Il souligne alors que ce recours doit être exercé dans un délai de deux mois « mois à compter de l’accomplissement des mesures de publicité appropriées, notamment au moyen d’un avis mentionnant à la fois la conclusion du contrat et les modalités de sa consultation dans le respect des secrets protégés par la loi. » Etant précisé que ce délai « ne peut commencer à courir que si ces mesures indiquent au moins l’objet du contrat et l’identité des parties contractantes ainsi que les coordonnées, postales ou électroniques, du service auprès duquel le contrat peut être consulté. »
Enfin, le Conseil d’Etat pose la véritable portée de cet arrêt qu’est la reconnaissance d’un délai raisonnable « Czabaj » pour ce type de recours.
Il estime en effet que « le principe de sécurité juridique, qui implique que ne puissent être remises en cause sans condition de délai des situations consolidées par l’effet du temps, fait obstacle à ce que la validité d’un contrat administratif puisse être contestée indéfiniment par les tiers au contrat. »

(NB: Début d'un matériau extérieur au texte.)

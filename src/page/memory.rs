//! In-memory page model
//!
//! Holds everything a rendered form shows: named input elements, the error
//! list, the submit button state and the result area. The TUI draws from it
//! and the form mutates it through the collaborator traits.

use super::traits::{
    BoundElement, ElementLookup, ErrorDisplay, ResultArea, ResultState, SubmitControl,
};
use crate::state::FieldSpec;
use parking_lot::RwLock;
use std::sync::Arc;

/// A named text input
#[derive(Debug)]
pub struct MemoryElement {
    name: String,
    value: RwLock<String>,
    error: RwLock<bool>,
}

impl MemoryElement {
    pub fn new(name: &str) -> Self {
        Self {
            name: name.to_string(),
            value: RwLock::new(String::new()),
            error: RwLock::new(false),
        }
    }

    pub fn name(&self) -> &str {
        &self.name
    }
}

impl BoundElement for MemoryElement {
    fn value(&self) -> String {
        self.value.read().clone()
    }

    fn set_value(&self, value: &str) {
        *self.value.write() = value.to_string();
    }

    fn set_error_marker(&self, marked: bool) {
        *self.error.write() = marked;
    }

    fn has_error_marker(&self) -> bool {
        *self.error.read()
    }
}

/// What the result area currently shows
#[derive(Debug, Clone, Default, PartialEq, Eq)]
pub struct ResultView {
    pub text: String,
    pub state: Option<ResultState>,
}

#[derive(Debug, Default)]
pub struct MemoryPage {
    elements: RwLock<Vec<Arc<MemoryElement>>>,
    errors: RwLock<Vec<String>>,
    submit_disabled: RwLock<bool>,
    result: RwLock<ResultView>,
}

impl MemoryPage {
    pub fn new() -> Self {
        Self::default()
    }

    /// A page with one input per field spec
    pub fn with_fields(specs: &[FieldSpec]) -> Self {
        let page = Self::new();
        for spec in specs {
            page.add_element(spec.kind.wire_name());
        }
        page
    }

    /// Append an input; names are not required to be unique
    pub fn add_element(&self, name: &str) -> Arc<MemoryElement> {
        let element = Arc::new(MemoryElement::new(name));
        self.elements.write().push(Arc::clone(&element));
        element
    }

    /// First input with the given name
    pub fn element(&self, name: &str) -> Option<Arc<MemoryElement>> {
        self.elements
            .read()
            .iter()
            .find(|e| e.name == name)
            .cloned()
    }

    /// Messages as last rendered by the form
    pub fn errors(&self) -> Vec<String> {
        self.errors.read().clone()
    }

    pub fn result(&self) -> ResultView {
        self.result.read().clone()
    }
}

impl ElementLookup for MemoryPage {
    fn lookup_elements_by_name(&self, name: &str) -> Vec<Arc<dyn BoundElement>> {
        self.elements
            .read()
            .iter()
            .filter(|e| e.name == name)
            .map(|e| Arc::clone(e) as Arc<dyn BoundElement>)
            .collect()
    }
}

impl ErrorDisplay for MemoryPage {
    fn render_errors(&self, messages: &[String]) {
        *self.errors.write() = messages.to_vec();
    }
}

impl SubmitControl for MemoryPage {
    fn set_disabled(&self, disabled: bool) {
        *self.submit_disabled.write() = disabled;
    }

    fn is_disabled(&self) -> bool {
        *self.submit_disabled.read()
    }
}

impl ResultArea for MemoryPage {
    fn show(&self, text: &str, state: ResultState) {
        let mut result = self.result.write();
        result.text = text.to_string();
        result.state = Some(state);
    }

    fn mark(&self, state: ResultState) {
        self.result.write().state = Some(state);
    }

    fn state(&self) -> Option<ResultState> {
        self.result.read().state
    }
}

#[cfg(test)]
mod tests {
    use super::*;
    use crate::state::FieldKind;

    #[test]
    fn test_with_fields_creates_one_element_per_spec() {
        let page = MemoryPage::with_fields(&FieldSpec::defaults());
        for kind in FieldKind::ALL {
            assert_eq!(page.lookup_elements_by_name(kind.wire_name()).len(), 1);
        }
    }

    #[test]
    fn test_lookup_returns_every_element_with_name() {
        let page = MemoryPage::new();
        page.add_element("email");
        page.add_element("email");
        page.add_element("phone");
        assert_eq!(page.lookup_elements_by_name("email").len(), 2);
        assert!(page.lookup_elements_by_name("fio").is_empty());
    }

    #[test]
    fn test_element_value_is_shared_with_lookup() {
        let page = MemoryPage::new();
        let element = page.add_element("fio");
        page.lookup_elements_by_name("fio")[0].set_value("Ivanov Ivan Ivanovich");
        assert_eq!(element.value(), "Ivanov Ivan Ivanovich");
    }

    #[test]
    fn test_error_marker_toggles() {
        let element = MemoryElement::new("phone");
        assert!(!element.has_error_marker());
        element.set_error_marker(true);
        assert!(element.has_error_marker());
        element.set_error_marker(false);
        assert!(!element.has_error_marker());
    }

    #[test]
    fn test_render_errors_replaces_previous_list() {
        let page = MemoryPage::new();
        page.render_errors(&["a".to_string(), "b".to_string()]);
        page.render_errors(&["c".to_string()]);
        assert_eq!(page.errors(), vec!["c".to_string()]);
    }

    #[test]
    fn test_mark_keeps_text() {
        let page = MemoryPage::new();
        page.show("Try later", ResultState::Error);
        page.mark(ResultState::Progress);
        assert_eq!(
            page.result(),
            ResultView {
                text: "Try later".to_string(),
                state: Some(ResultState::Progress),
            }
        );
    }

    #[test]
    fn test_submit_control_starts_enabled() {
        let page = MemoryPage::new();
        assert!(!page.is_disabled());
        page.set_disabled(true);
        assert!(page.is_disabled());
    }
}
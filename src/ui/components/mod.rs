//! Reusable UI components

mod button;

pub use button::{render_button, BUTTON_HEIGHT};
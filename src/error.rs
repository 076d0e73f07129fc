//! Domain errors for the form layer
//!
//! These are configuration failures: a page without the expected elements, a
//! form built from a bad field list, or untyped input of the wrong shape.
//! Invalid user input is never an error; it is a `ValidationResult`.

use thiserror::Error;

#[derive(Debug, Error)]
pub enum FormError {
    /// No bound element carries the field's name
    #[error("can't find element by name `{0}`, form constructor invalid")]
    ElementNotFound(String),

    /// More than one bound element carries the field's name
    #[error("found {count} elements with name `{name}`, form invalid")]
    AmbiguousElement { name: String, count: usize },

    /// A value of the wrong JSON type reached a textual slot
    #[error("value for `{0}` must be a string")]
    Type(String),

    /// The form was built without a usable field list
    #[error("invalid form construction: {0}")]
    Construction(String),

    #[error("failed to encode form data: {0}")]
    Serialize(#[from] serde_json::Error),
}

pub type FormResult<T> = std::result::Result<T, FormError>;
//! HTTP client for submitting the form
//!
//! Posts the serialized form data as the single `json` field of a
//! `multipart/form-data` body and parses the status reply.

use super::response::SubmitResult;
use super::traits::SubmitTransport;
use anyhow::{Context, Result};
use async_trait::async_trait;
use reqwest::{multipart, Client, Method};
use std::time::Duration;
use tracing::debug;

/// Name of the multipart field carrying the JSON-encoded data
pub const JSON_FIELD: &str = "json";

/// Transport backed by a reqwest client
#[derive(Debug, Clone)]
pub struct HttpTransport {
    client: Client,
}

impl HttpTransport {
    /// Create a transport whose requests give up after `timeout`
    pub fn new(timeout: Duration) -> Result<Self> {
        let client = Client::builder()
            .timeout(timeout)
            .build()
            .context("failed to build HTTP client")?;
        Ok(Self { client })
    }
}

#[async_trait]
impl SubmitTransport for HttpTransport {
    async fn submit(&self, method: &str, url: &str, json: String) -> Result<SubmitResult> {
        let method = Method::from_bytes(method.to_ascii_uppercase().as_bytes())
            .with_context(|| format!("invalid submit method `{method}`"))?;

        let body = multipart::Form::new().text(JSON_FIELD, json);

        let response = self
            .client
            .request(method, url)
            .multipart(body)
            .send()
            .await
            .with_context(|| format!("failed to reach {url}"))?;

        let status = response.status();
        let text = response
            .text()
            .await
            .context("failed to read response body")?;
        debug!(%status, body = %text, "Submission response");

        serde_json::from_str(&text)
            .with_context(|| format!("unexpected response from server ({status}): {text}"))
    }
}
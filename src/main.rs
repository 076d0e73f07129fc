//! Signup Form - a validated sign-up form with a terminal front end
//!
//! Runs the form interactively in the terminal, submits a JSON record
//! headlessly, or serves the mock backend the form talks to.

use anyhow::{Context, Result};
use clap::Parser;
use crossterm::{
    event::{self, DisableMouseCapture, EnableMouseCapture, Event},
    execute,
    terminal::{disable_raw_mode, enable_raw_mode, EnterAlternateScreen, LeaveAlternateScreen},
};
use ratatui::{backend::CrosstermBackend, Terminal};
use signup_form::app::{App, MountedForm};
use signup_form::config::FormConfig;
use signup_form::server::{self, ServerSettings};
use signup_form::state::SubmitOutcome;
use signup_form::ui;
use std::io;
use std::path::{Path, PathBuf};
use std::time::Duration;
use tracing_subscriber::{layer::SubscriberExt, util::SubscriberInitExt};

#[derive(Parser, Debug)]
#[command(name = "signup-form")]
#[command(version)]
#[command(about = "Sign-up form with field validation and a mock backend")]
struct Args {
    /// Serve the static page and the mock `/api/users` endpoint
    #[arg(long)]
    serve: bool,

    /// Submit the form data in this JSON file without opening the UI
    #[arg(long, value_name = "FILE")]
    submit: Option<PathBuf>,

    /// Fixture the mock server replies with (success, error, progress)
    #[arg(long)]
    fixture: Option<String>,

    /// Port for the mock server
    #[arg(short, long)]
    port: Option<u16>,

    /// Where the form is submitted
    #[arg(short, long)]
    url: Option<String>,

    /// Save the effective settings to the config file and exit
    #[arg(long)]
    write_config: bool,
}

impl Args {
    /// Layer command-line overrides on top of the config file
    fn apply(&self, config: &mut FormConfig) {
        if let Some(fixture) = &self.fixture {
            config.fixture = Some(fixture.clone());
        }
        if let Some(port) = self.port {
            config.server_port = Some(port);
        }
        if let Some(url) = &self.url {
            config.submit_url = Some(url.clone());
        }
    }

    fn is_interactive(&self) -> bool {
        !self.serve && self.submit.is_none() && !self.write_config
    }
}

#[tokio::main]
async fn main() -> Result<()> {
    let args = Args::parse();

    // Keep the terminal UI quiet unless asked otherwise
    let default_filter = if args.is_interactive() {
        "signup_form=warn"
    } else {
        "signup_form=info"
    };
    tracing_subscriber::registry()
        .with(
            tracing_subscriber::EnvFilter::try_from_default_env()
                .unwrap_or_else(|_| default_filter.into()),
        )
        .with(tracing_subscriber::fmt::layer().with_writer(io::stderr))
        .init();

    let mut config = FormConfig::load()?;
    config.apply_env();
    args.apply(&mut config);

    if args.write_config {
        config.save()?;
        println!("Configuration saved");
        return Ok(());
    }

    if args.serve {
        return server::serve(ServerSettings {
            port: config.server_port(),
            static_dir: config.static_dir(),
            fixture: config.fixture_path(),
        })
        .await;
    }

    if let Some(path) = &args.submit {
        let succeeded = submit_file(&config, path).await?;
        if !succeeded {
            std::process::exit(1);
        }
        return Ok(());
    }

    run_tui(&config).await
}

/// Fill the form from a JSON file and submit it, following resubmits
async fn submit_file(config: &FormConfig, path: &Path) -> Result<bool> {
    let content = tokio::fs::read_to_string(path)
        .await
        .with_context(|| format!("failed to read {}", path.display()))?;
    let data: serde_json::Value = serde_json::from_str(&content)
        .with_context(|| format!("failed to parse {}", path.display()))?;

    let mut mounted = MountedForm::new(config)?;
    mounted.form.set_data_json(&data)?;

    let outcome = mounted.submit_to_completion().await?;
    match &outcome {
        SubmitOutcome::Succeeded => println!("Success"),
        SubmitOutcome::Rejected { error_fields } => {
            println!("Rejected: {} invalid field(s)", error_fields.len());
            for message in mounted.form.errors() {
                println!("  - {message}");
            }
        }
        SubmitOutcome::Failed { reason } => println!("Error: {reason}"),
        SubmitOutcome::Unreachable { reason } => println!("Unreachable: {reason}"),
        SubmitOutcome::RetryScheduled { .. } => {}
    }

    Ok(matches!(outcome, SubmitOutcome::Succeeded))
}

async fn run_tui(config: &FormConfig) -> Result<()> {
    let mut app = App::new(config)?;

    // Setup terminal
    enable_raw_mode()?;
    let mut stdout = io::stdout();
    execute!(stdout, EnterAlternateScreen, EnableMouseCapture)?;
    let backend = CrosstermBackend::new(stdout);
    let mut terminal = Terminal::new(backend)?;

    let result = run_app(&mut terminal, &mut app).await;

    // Restore terminal
    disable_raw_mode()?;
    execute!(
        terminal.backend_mut(),
        LeaveAlternateScreen,
        DisableMouseCapture
    )?;
    terminal.show_cursor()?;

    if let Err(err) = result {
        eprintln!("Error: {err:?}");
        std::process::exit(1);
    }

    Ok(())
}

async fn run_app<B: ratatui::backend::Backend>(
    terminal: &mut Terminal<B>,
    app: &mut App,
) -> Result<()> {
    loop {
        terminal.draw(|frame| ui::draw(frame, app))?;

        if event::poll(Duration::from_millis(100))? {
            if let Event::Key(key) = event::read()? {
                app.handle_key(key).await?;
            }
        }

        // Resubmits scheduled by a "progress" reply
        app.poll_form_events().await?;

        if app.should_quit() {
            return Ok(());
        }
    }
}
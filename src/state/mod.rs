//! Application state module

mod app_state;
mod forms;

pub use app_state::*;
pub use forms::*;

Il précise alors que « dans le cas où, faute que tout ou partie des mesures de publicité appropriées mentionnées au point précédent aient été accomplies, le délai de recours contentieux de deux mois n’a pas commencé à courir, le recours en contestation de la validité du contrat ne peut être présenté au-delà d’un délai raisonnable à compter de la date à laquelle il est établi que le requérant a eu connaissance, par une publicité incomplète ou par tout autre moyen, de la conclusion du contrat, c’est-à-dire de son objet et des parties contractantes. En règle générale et sauf circonstance particulière dont se prévaudrait le requérant, un délai excédant un an ne peut être regardé comme raisonnable. »
Ainsi, en l’absence de publicité des éléments nécessaires à la constitution d’un recours en annulation d’un contrat par un candidat évincé, ce dernier dispose d’un délai raisonnable d’un an à partir de sa prise de connaissance de l’objet du contrat et des parties contractantes pour intenter un recours devant la juridiction administrative.
Pour rappel :
Cf. CE, Assemblée, 16 juillet 2007, Société Tropic Travaux Signalisation, n° 291545, p. 360. Rappr., pour l’extension du recours en contestation de la validité du contrat aux autres catégories de tiers, à l’encontre des contrats signés à compter du 4 avril 2014, CE, Assemblée, 4 avril 2014, Département de Tarn-et-Garonne, n° 358994, p. 70.
Cf., en l’étendant au recours en contestation de la validité d’un contrat administratif par un concurrent évincé, CE, Assemblée, 13 juillet 2016, M. , n° 387763, p. 340. ou encore. CE, 3 juin 2020, Centre hospitalier d’Avignon et Société hospitalière d’assurances mutuelles (SHAM), n°s 428845 428847, T. p. 842.